* _HOW TO COMPLETE THIS TASK_
Go through the records below and return each line that has "Json" in it.

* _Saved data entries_
BEGIN

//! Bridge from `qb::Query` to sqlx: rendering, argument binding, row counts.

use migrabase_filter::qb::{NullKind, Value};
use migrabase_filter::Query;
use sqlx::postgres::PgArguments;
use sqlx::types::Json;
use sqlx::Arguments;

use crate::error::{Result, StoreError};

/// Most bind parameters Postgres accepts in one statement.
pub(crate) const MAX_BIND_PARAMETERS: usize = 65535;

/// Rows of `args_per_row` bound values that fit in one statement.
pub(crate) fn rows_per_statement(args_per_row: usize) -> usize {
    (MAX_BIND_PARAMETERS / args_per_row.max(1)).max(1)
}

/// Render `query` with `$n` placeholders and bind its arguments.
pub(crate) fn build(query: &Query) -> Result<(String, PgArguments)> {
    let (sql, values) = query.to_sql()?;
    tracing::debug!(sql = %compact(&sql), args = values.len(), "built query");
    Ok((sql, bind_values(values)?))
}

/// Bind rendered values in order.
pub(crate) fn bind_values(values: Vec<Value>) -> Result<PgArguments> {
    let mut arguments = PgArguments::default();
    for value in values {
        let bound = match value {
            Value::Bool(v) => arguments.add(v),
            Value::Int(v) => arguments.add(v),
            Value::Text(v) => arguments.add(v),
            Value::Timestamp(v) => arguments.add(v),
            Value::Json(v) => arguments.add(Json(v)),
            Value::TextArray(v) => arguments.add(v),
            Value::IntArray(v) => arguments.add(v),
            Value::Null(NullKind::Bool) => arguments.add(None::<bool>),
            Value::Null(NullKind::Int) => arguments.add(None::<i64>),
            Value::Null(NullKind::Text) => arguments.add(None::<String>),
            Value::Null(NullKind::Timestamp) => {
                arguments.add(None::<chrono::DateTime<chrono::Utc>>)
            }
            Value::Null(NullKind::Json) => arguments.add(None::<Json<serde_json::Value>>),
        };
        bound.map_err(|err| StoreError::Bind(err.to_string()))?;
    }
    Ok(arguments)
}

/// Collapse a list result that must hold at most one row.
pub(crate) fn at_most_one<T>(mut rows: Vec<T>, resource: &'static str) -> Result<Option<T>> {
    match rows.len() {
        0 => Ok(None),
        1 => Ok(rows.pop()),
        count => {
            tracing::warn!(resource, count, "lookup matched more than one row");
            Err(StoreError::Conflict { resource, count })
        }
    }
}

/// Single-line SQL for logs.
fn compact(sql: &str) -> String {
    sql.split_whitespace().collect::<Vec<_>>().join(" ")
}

END

* _EXPECTED ANSWER_
use sqlx::types::Json;
            Value::Json(v) => arguments.add(Json(v)),
            Value::Null(NullKind::Json) => arguments.add(None::<Json<serde_json::Value>>),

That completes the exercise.